Vector Spaces

Donovan D Chang

27 Vector Spaces

In the introduction, we discussed the modern understanding of linear systems as vector spaces. To begin with, let us formally define a vector space accompanied with axioms.

Definition. (Vector Space)
A vector space} is a set $V$ upon which the operations, addition} and scalar multiplication} are defined, subject to the following axioms:

For all $\vec{x},\vec{y},\vec{z}\in V$ , and for all scalars $c,d$ ,

$\langle V,+\rangle$ is a group.
$c\vec{x}\in V$
$c(\vec{x}+\vec{y})=c\vec{x}+c\vec{y}$
$(c+d)\vec{x}=c\vec{x}+c\vec{y}$
$c(d\vec{x})=(cd)\vec{x}$
$1\vec{x}=\vec{x}$

Do you get a sense of what a vector space is? In fact, the notion of vector space is quite familiar to us, but we often did not adapt the vector space perspective. Let us think of a 2-dimensional $x$ – $y$ Cartesian coordinate system. It is interesting to see any coordinate $(x,y)\in \mathbb{R} \times \mathbb{R}$ can be seen as a vector space spanned by $\vec{e_x}=\begin{pmatrix} 1\\ 0 \end{pmatrix}$ and $\vec{e_y}=\begin{pmatrix} 0\\ 1 \end{pmatrix}$ . That is,

$\mathbb{R} \times \mathbb{R} = \mathbb{R}^2 = \mathrm{Span}\lbrace \vec{e_x},\vec{e_y}\rbrace =\left\lbrace \begin{pmatrix} x\\ y \end{pmatrix} = x\begin{pmatrix} 1\\ 0 \end{pmatrix} + y\begin{pmatrix} 0\\ 1 \end{pmatrix}: x,y\in \mathbb{R} \right\rbrace$

Euclidean Space $\left(\mathbb{R}^n\right)$

The example we discussed was the $x$ – $y$ Cartesian coordinate system in the light of 2-dimensional vector space, i.e. $\mathbb{R} \times \mathbb{R} = \mathbb{R}^2$ . In fact, this can be expanded to the $x$ – $y$ – $z$ Cartesian coordinate system or a 3-dimensional vector space $\mathbb{R}^3$ , and generalized to $n$ -dimensional vector space $\mathbb{R}^n$ for $n\in \mathbb{N}$ , though not easily visualizable. We call this a Euclidean space. For intuitive exploration, we limit our focus to low-dimensional spaces such as $\mathbb{R}^2$ and $\mathbb{R}^3$ in this summary.
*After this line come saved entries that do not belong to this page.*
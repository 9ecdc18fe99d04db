//! SSH reachability probe run before touching the repository.
//!
//! The probe logs into the backup server and immediately runs `exit`. Batch
//! mode stops `ssh` from prompting for a password, and the caller bounds
//! the whole attempt with a deadline.

use std::ffi::OsString;
use std::time::Duration;

/// Default deadline for the connectivity probe.
pub const DEFAULT_PROBE_TIMEOUT: Duration = Duration::from_secs(5);

/// Describes one connectivity check against the backup server.
#[derive(Clone, Debug, Eq, PartialEq)]
pub struct ConnectivityProbe {
    user: String,
    host: String,
    port: u16,
    timeout: Duration,
}

impl ConnectivityProbe {
    /// Creates a probe for `user@host:port` bounded by `timeout`.
    #[must_use]
    pub fn new(user: &str, host: &str, port: u16, timeout: Duration) -> Self {
        Self {
            user: user.to_owned(),
            host: host.to_owned(),
            port,
            timeout,
        }
    }

    /// Deadline applied to the whole probe.
    #[must_use]
    pub const fn timeout(&self) -> Duration {
        self.timeout
    }

    /// `user@host` destination.
    #[must_use]
    pub fn target(&self) -> String {
        format!("{}@{}", self.user, self.host)
    }

    /// Arguments handed to the `ssh` client.
    #[must_use]
    pub fn args(&self) -> Vec<OsString> {
        let connect_timeout = self.timeout.as_secs().max(1);
        vec![
            OsString::from("-v"),
            OsString::from("-o"),
            OsString::from("BatchMode=yes"),
            OsString::from("-o"),
            OsString::from(format!("ConnectTimeout={connect_timeout}")),
            OsString::from("-p"),
            OsString::from(self.port.to_string()),
            OsString::from(self.target()),
            OsString::from("exit"),
        ]
    }
}
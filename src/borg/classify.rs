//! Interpretation of Borg exit codes and stderr text.
//!
//! Borg reserves exit code 1 for "finished with warnings" and uses 2 and
//! above for errors. Borg 1.4 can also report specific codes when
//! `BORG_EXIT_CODES=modern` is set; the repository probe recognises the
//! two that mean "no repository here".

use crate::command::CommandOutput;

const MISSING_REPOSITORY_MARKERS: [&str; 2] = ["does not exist", "is not a valid repository"];
const MODERN_MISSING_REPOSITORY_CODES: [i32; 2] = [13, 15];
const COMPACT_UNSUPPORTED_MARKER: &str = "invalid choice: 'compact'";

/// Outcome class of a Borg invocation.
#[derive(Clone, Copy, Debug, Eq, PartialEq)]
pub enum ExitClass {
    /// Exit code 0.
    Success,
    /// Exit code 1: the command completed but reported warnings.
    Warning,
    /// Any other exit code, or termination by a signal.
    Failure,
}

impl ExitClass {
    /// Returns `true` unless the command failed outright.
    #[must_use]
    pub const fn is_completed(self) -> bool {
        !matches!(self, Self::Failure)
    }
}

/// What `borg info` revealed about the repository.
#[derive(Clone, Copy, Debug, Eq, PartialEq)]
pub enum RepositoryProbe {
    /// The repository exists.
    Initialised,
    /// No repository exists at the configured location yet.
    Missing,
    /// Borg failed for some other reason.
    Unexpected,
}

/// Classifies an exit status using Borg's warning convention.
#[must_use]
pub const fn classify_exit(output: &CommandOutput) -> ExitClass {
    match output.code {
        Some(0) => ExitClass::Success,
        Some(1) => ExitClass::Warning,
        _ => ExitClass::Failure,
    }
}

/// Classifies the result of `borg info`.
///
/// Missing-repository markers are only consulted when the call failed; a
/// run that completed with warnings always means the repository exists.
#[must_use]
pub fn classify_info(output: &CommandOutput) -> RepositoryProbe {
    if reports_missing_repository(output) {
        return RepositoryProbe::Missing;
    }

    if classify_exit(output).is_completed() {
        RepositoryProbe::Initialised
    } else {
        RepositoryProbe::Unexpected
    }
}

/// Returns `true` when the installed Borg predates `borg compact`.
#[must_use]
pub fn compact_unsupported(output: &CommandOutput) -> bool {
    output.stderr.contains(COMPACT_UNSUPPORTED_MARKER)
}

fn reports_missing_repository(output: &CommandOutput) -> bool {
    if classify_exit(output).is_completed() {
        return false;
    }

    output
        .code
        .is_some_and(|code| MODERN_MISSING_REPOSITORY_CODES.contains(&code))
        || MISSING_REPOSITORY_MARKERS
            .iter()
            .any(|marker| output.stderr.contains(marker))
}
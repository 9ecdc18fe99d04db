//! Build script for generating the `borgbecue` man page.
//!
//! The packaging pipeline expects the man page to be available from the
//! build output directory, so we generate it using clap-mangen here.

use std::env;
use std::io::Write;

use camino::Utf8PathBuf;
use cap_std::ambient_authority;
use cap_std::fs_utf8::Dir;
use clap::CommandFactory;
use clap_mangen::Man;

#[path = "src/cli/mod.rs"]
mod cli;

use cli::Cli;

fn main() -> Result<(), Box<dyn std::error::Error>> {
    let mut stdout = std::io::stdout();
    writeln!(stdout, "cargo:rerun-if-changed=build.rs")?;
    writeln!(stdout, "cargo:rerun-if-changed=src/cli/mod.rs")?;

    let out_dir = env::var("OUT_DIR").map(Utf8PathBuf::from)?;

    let mut buffer = Vec::new();
    Man::new(Cli::command()).render(&mut buffer)?;

    let dir = Dir::open_ambient_dir(&out_dir, ambient_authority())?;
    dir.write("borgbecue.1", &buffer)?;

    Ok(())
}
Let us reconsider the example $\mathbb{R} \times \mathbb{R} = \mathbb{R}^2 = \mathrm{Span}\lbrace \vec{e_x},\vec{e_y}\rbrace$ . The vectors in the spanning set coincided with the unit vector on $x$ – and $y$ -axis, respectively. However, it need not be a case. That is, so long as at least two vectors of non-zero magnitude with non-zero angle are included in the set, the set can span the whole $\mathbb{R}^2$ . Let us illustrate with an example.

Example. Show that $\mathbb{R}^2 = \mathrm{Span}\left\lbrace \begin{pmatrix} \cos\theta\\ \sin\theta \end{pmatrix}, \begin{pmatrix} 1\\0 \end{pmatrix}\right\rbrace$ , where $\theta\in (0,\pi)$ .
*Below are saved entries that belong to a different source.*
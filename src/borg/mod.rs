//! Borg command lines and interpretation of Borg's results.
//!
//! Argument vectors for each subcommand are assembled here so the
//! orchestrator never spells out flags itself. Everything that depends on
//! Borg's exit code conventions or its stderr wording lives in
//! [`classify`], keeping version drift a one-file fix.

use std::ffi::OsString;
use std::fmt;

use crate::config::RetentionConfig;

pub mod classify;

pub use classify::{
    ExitClass, RepositoryProbe, classify_exit, classify_info, compact_unsupported,
};

/// Environment variable Borg reads the repository location from.
pub const REPO_ENV: &str = "BORG_REPO";
/// Environment variable Borg reads the repository passphrase from.
pub const PASSPHRASE_ENV: &str = "BORG_PASSPHRASE";
/// Compression used when the caller does not pick one.
pub const DEFAULT_COMPRESSION: &str = "lz4";
/// Encryption mode used by `borg init`.
pub const DEFAULT_ENCRYPTION: &str = "keyfile";
/// Archive name template, expanded by Borg at creation time.
pub const ARCHIVE_NAME_TEMPLATE: &str = "::{hostname}-{now}";
/// Archive glob restricting pruning to this host's archives.
pub const PRUNE_GLOB: &str = "{hostname}-*";
/// Exclusion pattern applied to every archive.
pub const CACHE_DIR_PATTERN: &str = "*/.cache/*";

/// Borg subcommands issued during a run.
#[derive(Clone, Copy, Debug, Eq, Hash, PartialEq)]
pub enum BorgOperation {
    /// `borg --version`
    Version,
    /// `borg info`
    Info,
    /// `borg init`
    Init,
    /// `borg create`
    Create,
    /// `borg prune`
    Prune,
    /// `borg compact`
    Compact,
}

impl BorgOperation {
    /// Label used as a prefix for echoed Borg output.
    #[must_use]
    pub const fn label(self) -> &'static str {
        match self {
            Self::Version => "borg --version",
            Self::Info => "borg info",
            Self::Init => "borg init",
            Self::Create => "borg create",
            Self::Prune => "borg prune",
            Self::Compact => "borg compact",
        }
    }
}

impl fmt::Display for BorgOperation {
    fn fmt(&self, f: &mut fmt::Formatter<'_>) -> fmt::Result {
        f.write_str(self.label())
    }
}

/// Compression algorithm passed to `borg create --compression`.
#[derive(Clone, Debug, Eq, PartialEq)]
pub struct Compression(String);

impl Compression {
    /// Derives the compression setting from caller input, falling back to
    /// [`DEFAULT_COMPRESSION`] when the input is absent or blank.
    #[must_use]
    pub fn from_input(input: Option<&str>) -> Self {
        match input.map(str::trim) {
            Some(value) if !value.is_empty() => Self(value.to_owned()),
            _ => Self(DEFAULT_COMPRESSION.to_owned()),
        }
    }

    /// Compression setting as handed to Borg.
    #[must_use]
    pub fn as_str(&self) -> &str {
        &self.0
    }
}

impl Default for Compression {
    fn default() -> Self {
        Self::from_input(None)
    }
}

impl fmt::Display for Compression {
    fn fmt(&self, f: &mut fmt::Formatter<'_>) -> fmt::Result {
        f.write_str(&self.0)
    }
}

/// Options shaping `borg create`.
#[derive(Clone, Debug, Eq, PartialEq)]
pub struct CreateOptions {
    /// Compression algorithm.
    pub compression: Compression,
    /// Skip directories tagged with `CACHEDIR.TAG` and `*/.cache/*`.
    pub exclude_cache_dirs: bool,
    /// Archive name template understood by Borg.
    pub archive_template: String,
}

impl Default for CreateOptions {
    fn default() -> Self {
        Self {
            compression: Compression::default(),
            exclude_cache_dirs: true,
            archive_template: ARCHIVE_NAME_TEMPLATE.to_owned(),
        }
    }
}

/// Arguments for `borg --version`.
#[must_use]
pub fn version_args() -> Vec<OsString> {
    vec![OsString::from("--version")]
}

/// Arguments for `borg info`; the repository comes from `BORG_REPO`.
#[must_use]
pub fn info_args() -> Vec<OsString> {
    vec![OsString::from("info")]
}

/// Arguments for `borg init` with the given encryption mode.
#[must_use]
pub fn init_args(encryption: &str) -> Vec<OsString> {
    vec![
        OsString::from("init"),
        OsString::from(format!("--encryption={encryption}")),
    ]
}

/// Arguments for `borg create`, with every manifest path appended as a
/// positional argument after the archive name.
#[must_use]
pub fn create_args(options: &CreateOptions, paths: &[String]) -> Vec<OsString> {
    let mut args = vec![
        OsString::from("create"),
        OsString::from("--verbose"),
        OsString::from("--filter"),
        OsString::from("AMCE"),
        OsString::from("--list"),
        OsString::from("--stats"),
        OsString::from("--show-rc"),
        OsString::from("--compression"),
        OsString::from(options.compression.as_str()),
    ];

    if options.exclude_cache_dirs {
        args.push(OsString::from("--exclude-caches"));
        args.push(OsString::from("--exclude"));
        args.push(OsString::from(CACHE_DIR_PATTERN));
    }

    args.push(OsString::from(&options.archive_template));
    args.extend(paths.iter().map(OsString::from));
    args
}

/// Arguments for `borg prune` applying the retention counts.
#[must_use]
pub fn prune_args(keep: &RetentionConfig) -> Vec<OsString> {
    vec![
        OsString::from("prune"),
        OsString::from("--verbose"),
        OsString::from("--list"),
        OsString::from("--glob-archives"),
        OsString::from(PRUNE_GLOB),
        OsString::from("--show-rc"),
        OsString::from("--keep-daily"),
        OsString::from(keep.daily.to_string()),
        OsString::from("--keep-weekly"),
        OsString::from(keep.weekly.to_string()),
        OsString::from("--keep-monthly"),
        OsString::from(keep.monthly.to_string()),
    ]
}

/// Arguments for `borg compact`.
#[must_use]
pub fn compact_args() -> Vec<OsString> {
    vec![OsString::from("compact")]
}

#[cfg(test)]
mod tests;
Expressing $\mathrm{Span}\left\lbrace \begin{pmatrix} \cos\theta\\ \sin\theta \end{pmatrix}, \begin{pmatrix} 1\\0 \end{pmatrix}\right\rbrace$ in a parametric vector form, we have, for all $x,y\in \mathbb{R}$

$x\begin{pmatrix} \cos\theta\\ \sin\theta \end{pmatrix}+ y\begin{pmatrix} 1\\0 \end{pmatrix} = \begin{pmatrix} x\cos\theta +y\\ x\sin\theta \end{pmatrix}$

Let $r\in \mathbb{R}$ , and choose $x=\frac{r}{\sin\theta}$ .
Then, there exists $x=\frac{r}{\sin\theta}$ such that $x\sin\theta=\frac{r}{\sin\theta}\cdot \sin\theta=r\in \mathbb{R}$ .
Therefore, $\mathbb{R}\subseteq \left\lbrace x\sin\theta: x\in \mathbb{R},\theta\in(0,\pi)\right\rbrace$ .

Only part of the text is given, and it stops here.